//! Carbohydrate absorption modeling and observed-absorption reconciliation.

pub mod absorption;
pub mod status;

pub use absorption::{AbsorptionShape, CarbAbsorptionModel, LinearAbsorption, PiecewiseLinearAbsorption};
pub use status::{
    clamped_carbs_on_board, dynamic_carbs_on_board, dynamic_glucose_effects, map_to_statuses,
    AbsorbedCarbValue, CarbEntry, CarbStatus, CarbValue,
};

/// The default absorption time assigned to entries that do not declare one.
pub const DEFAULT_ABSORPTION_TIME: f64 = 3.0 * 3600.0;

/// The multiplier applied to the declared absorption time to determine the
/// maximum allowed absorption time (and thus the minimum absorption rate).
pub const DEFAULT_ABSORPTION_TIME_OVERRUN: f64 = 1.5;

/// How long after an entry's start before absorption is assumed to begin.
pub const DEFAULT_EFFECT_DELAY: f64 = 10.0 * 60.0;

* _Work to be completed_: Look above for the line containing "pub const DEFAULT_ABSORPTION_TIME: f64", then transcribe it and all lines after it through the last, exactly and with nothing else.

* _Problem solution_:
pub const DEFAULT_ABSORPTION_TIME: f64 = 3.0 * 3600.0;

/// The multiplier applied to the declared absorption time to determine the
/// maximum allowed absorption time (and thus the minimum absorption rate).
pub const DEFAULT_ABSORPTION_TIME_OVERRUN: f64 = 1.5;

/// How long after an entry's start before absorption is assumed to begin.
pub const DEFAULT_EFFECT_DELAY: f64 = 10.0 * 60.0;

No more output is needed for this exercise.